Star rating: 5/5.
BBC 1, 18 July.
“Not ill enough,” replied the NHS to Peter Bennett’s application for NHS funding for the care of his wife Anne, in the last stages of Alzheimer’s. Seeing them both, many viewers may have been baffled, but not those familiar with the world of continuing care and the often nebulous distinction between health and social care, writes Christine Rowley.
Andy Davies’s report focused on three carers fighting for NHS funding to enable them to care at home for their spouses, all with advanced dementia. It was shown in the week that the ombudsman criticised the lengthy delays in reviewing claims of wrongly denied funding. About 800 refusals have been overturned and 5,000 are still to be investigated, so the three trusts named here are plainly not the only culprits.
“It is about money,” admitted health minister, Stephen Ladyman. But it was also about lack of information, delays, communication failures, confusing guidelines and professional disagreements. Nobody involved the experts – the carers themselves. Whatever the funding issues, should anyone have to wait, as Freda Douthwaite did, to be told of a decision that had been taken three weeks before?

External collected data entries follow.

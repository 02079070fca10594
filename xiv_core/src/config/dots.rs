//! DoT configuration loading

use super::ConfigError;
use crate::damage::MAX_POTENCY;
use crate::dot::{DotConfig, DotRegistry};
use serde::{Deserialize, Serialize};
use std::path::Path;

#[derive(Debug, Clone, Serialize, Deserialize)]
struct DotsConfig {
    #[serde(default)]
    dot_types: Vec<DotConfig>,
}

/// Load DoT configurations from a TOML file
pub fn load_dot_configs(path: &Path) -> Result<DotRegistry, ConfigError> {
    let config: DotsConfig = super::load_toml(path)?;
    build(config)
}

/// Load DoT configurations from a TOML string
pub fn parse_dot_configs(content: &str) -> Result<DotRegistry, ConfigError> {
    let config: DotsConfig = super::parse_toml(content)?;
    build(config)
}

/// DoTs bundled with the crate (level 90 potencies)
pub fn default_dot_registry() -> Result<DotRegistry, ConfigError> {
    parse_dot_configs(include_str!("../../config/dots.toml"))
}

fn build(config: DotsConfig) -> Result<DotRegistry, ConfigError> {
    let mut registry = DotRegistry::new();
    for dot in config.dot_types {
        if !(0..=MAX_POTENCY).contains(&dot.potency) {
            return Err(ConfigError::ValidationError(format!(
                "DoT {} has out-of-range potency {}",
                dot.id, dot.potency
            )));
        }
        if dot.tick_interval_ms == 0 {
            return Err(ConfigError::ValidationError(format!(
                "DoT {} has a zero tick interval",
                dot.id
            )));
        }
        registry.register(dot);
    }
    log::debug!("Loaded {} DoT types", registry.len());
    Ok(registry)
}

#[cfg(test)]
mod tests {
    use super::*;
    use crate::dot::DEFAULT_TICK_INTERVAL_MS;
    use crate::types::Job;

    #[test]
    fn test_parse_dots() {
        let toml = r#"
[[dot_types]]
id = "demolish"
name = "Demolish"
job = "MNK"
potency = 70
duration_ms = 18000

[[dot_types]]
id = "slow"
name = "Slow"
job = "BRD"
potency = 20
duration_ms = 45000
tick_interval_ms = 5000
"#;
        let registry = parse_dot_configs(toml).unwrap();
        let demolish = registry.get("demolish").unwrap();
        assert_eq!(demolish.job, Job::Monk);
        assert_eq!(demolish.tick_interval_ms, DEFAULT_TICK_INTERVAL_MS);
        assert_eq!(demolish.tick_count(), 6);
        assert_eq!(registry.get("slow").unwrap().tick_count(), 9);
    }

    #[test]
    fn test_rejects_bad_dots() {
        let negative = "[[dot_types]]\nid = \"x\"\nname = \"X\"\njob = \"BRD\"\npotency = -1\nduration_ms = 3000\n";
        assert!(matches!(
            parse_dot_configs(negative),
            Err(ConfigError::ValidationError(_))
        ));

        let huge = "[[dot_types]]\nid = \"x\"\nname = \"X\"\njob = \"BRD\"\npotency = 100001\nduration_ms = 3000\n";
        assert!(matches!(
            parse_dot_configs(huge),
            Err(ConfigError::ValidationError(_))
        ));

        let zero = "[[dot_types]]\nid = \"x\"\nname = \"X\"\njob = \"BRD\"\npotency = 10\nduration_ms = 3000\ntick_interval_ms = 0\n";
        assert!(matches!(
            parse_dot_configs(zero),
            Err(ConfigError::ValidationError(_))
        ));
    }

    #[test]
    fn test_default_registry() {
        let registry = default_dot_registry().unwrap();
        assert_eq!(registry.get("biolysis").unwrap().potency, 70);
        assert!(!registry.for_job(Job::Scholar).is_empty());
        assert!(!registry.for_job(Job::Dragoon).is_empty());
        assert!(!registry.for_job(Job::BlackMage).is_empty());
    }
}
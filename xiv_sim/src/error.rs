//! Simulator errors

use thiserror::Error;
use xiv_core::{CalcError, ConfigError};

#[derive(Error, Debug)]
pub enum SimError {
    #[error(transparent)]
    Config(#[from] ConfigError),
    #[error(transparent)]
    Calc(#[from] CalcError),
    #[error("Unknown player preset: {0}")]
    UnknownPlayer(String),
    #[error("Unknown DoT: {0}")]
    UnknownDot(String),
    #[error("Sample count must be positive")]
    NoSamples,
    #[error("--multi-hit only applies to direct hits, not {0}")]
    MultiHitKind(String),
}
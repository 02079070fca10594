//! Prelude module for convenient imports
//!
//! ```rust
//! use xiv_core::prelude::*;
//! ```

// Core types
pub use crate::types::{ActionCategory, CritType, DHType, Job, Role, Stat, WeaponInfo};
pub use crate::error::{CalcError, CalcResult};

// Stats
pub use crate::stats::{Player, PlayerStats, StatTableProvider, StatTables};

// Buffs
pub use crate::buff::{Buff, BuffPresets, StatMod};

// Damage system
pub use crate::damage::{
    calc_action_damage, calc_auto_attack_damage, calc_dot_tick_damage, generate_sample_hits,
    roll_action_damage, DamageKind, PreparedHit,
};

// DoT system
pub use crate::dot::{ActiveDot, DotConfig, DotRegistry};

// Config
pub use crate::config::{default_buff_presets, default_dot_registry, default_example_players, default_stat_tables};
//! Applying buff lists to stats, chances and damage

use super::Buff;
use crate::modifiers::floor_div;
use crate::stats::PlayerStats;

/// Clone `stats` and run every buff's stat mods over the copy, in list order
pub fn apply_stat_buffs(stats: &PlayerStats, buffs: &[Buff]) -> PlayerStats {
    let mut buffed = *stats;
    for buff in buffs {
        buff.apply_to_stats(&mut buffed);
    }
    buffed
}

/// Add every buff's crit chance delta to `base_chance` (permille)
pub fn apply_crit_chance_buffs(base_chance: i64, buffs: &[Buff]) -> i64 {
    base_chance + buffs.iter().map(|b| b.crit_chance_delta).sum::<i64>()
}

/// Add every buff's direct hit chance delta to `base_chance` (permille)
pub fn apply_dh_chance_buffs(base_chance: i64, buffs: &[Buff]) -> i64 {
    base_chance + buffs.iter().map(|b| b.dh_chance_delta).sum::<i64>()
}

/// Multiply damage by each buff in turn, flooring after every buff
///
/// Because each buff is its own truncation point, reordering the list can
/// move the result. For buffs of 5% or less the shift is at most one per
/// extra buff; bigger buffs can exceed that.
pub fn apply_damage_buffs(damage: i64, buffs: &[Buff]) -> i64 {
    apply_damage_multipliers(damage, buffs.iter().map(|b| b.damage_multiplier_delta))
}

/// [`apply_damage_buffs`] over bare permille deltas
pub fn apply_damage_multipliers(damage: i64, deltas: impl IntoIterator<Item = i64>) -> i64 {
    deltas
        .into_iter()
        .fold(damage, |acc, delta| floor_div(acc * (1000 + delta), 1000))
}

#[cfg(test)]
mod tests {
    use super::*;
    use crate::buff::StatMod;
    use crate::stats::LevelModifiers;
    use crate::types::Stat;

    fn stats() -> PlayerStats {
        PlayerStats::base(&LevelModifiers {
            level: 90,
            main: 390,
            sub: 400,
            divisor: 1900,
            hp: 3000,
            elemental: 0,
            threat: 0,
        })
    }

    #[test]
    fn test_stat_buffs_clone_first() {
        let original = stats();
        let buffs = vec![Buff::default().with_stat_mod(StatMod::Flat {
            stat: Stat::Mind,
            amount: 50,
        })];

        let buffed = apply_stat_buffs(&original, &buffs);
        assert_eq!(buffed.mind, 440);
        assert_eq!(original.mind, 390);
    }

    #[test]
    fn test_stat_buff_order_matters() {
        let flat = Buff::default().with_stat_mod(StatMod::Flat {
            stat: Stat::Strength,
            amount: 110,
        });
        let percent = Buff::default().with_stat_mod(StatMod::Percent {
            stat: Stat::Strength,
            permille: 100,
            cap: None,
        });

        // (390 + 110) * 1.1 = 550
        let a = apply_stat_buffs(&stats(), &[flat.clone(), percent.clone()]);
        // 390 + 39 + 110 = 539
        let b = apply_stat_buffs(&stats(), &[percent, flat]);
        assert_eq!(a.strength, 550);
        assert_eq!(b.strength, 539);
    }

    #[test]
    fn test_chance_buffs_sum() {
        let buffs = vec![Buff::crit(100), Buff::new(200, 200, 0), Buff::direct_hit(30)];
        assert_eq!(apply_crit_chance_buffs(263, &buffs), 563);
        assert_eq!(apply_dh_chance_buffs(217, &buffs), 447);
        assert_eq!(apply_crit_chance_buffs(0, &[]), 0);
    }

    #[test]
    fn test_damage_buffs_floor_each_step() {
        // 1001 * 1.03 = 1031.03 -> 1031; 1031 * 1.05 = 1082.55 -> 1082
        let buffs = vec![Buff::damage(30), Buff::damage(50)];
        assert_eq!(apply_damage_buffs(1001, &buffs), 1082);
        // 1001 * 1.05 = 1051.05 -> 1051; 1051 * 1.03 = 1082.53 -> 1082
        let reversed = vec![Buff::damage(50), Buff::damage(30)];
        assert_eq!(apply_damage_buffs(1001, &reversed), 1082);
        assert_eq!(apply_damage_buffs(1001, &[]), 1001);
    }
}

A moving, harrowing picture of the frustrations, distress and exhaustion facing many carers, this was a film about lifetimes of love and commitment.
We were left with the question of whether we, as a society, are prepared to pay to make this system work properly.
Perhaps the story of Malcolm Pointer, who had lost the ability to say every word save “home”, could help us decide.
Christine Rowley is a former carer.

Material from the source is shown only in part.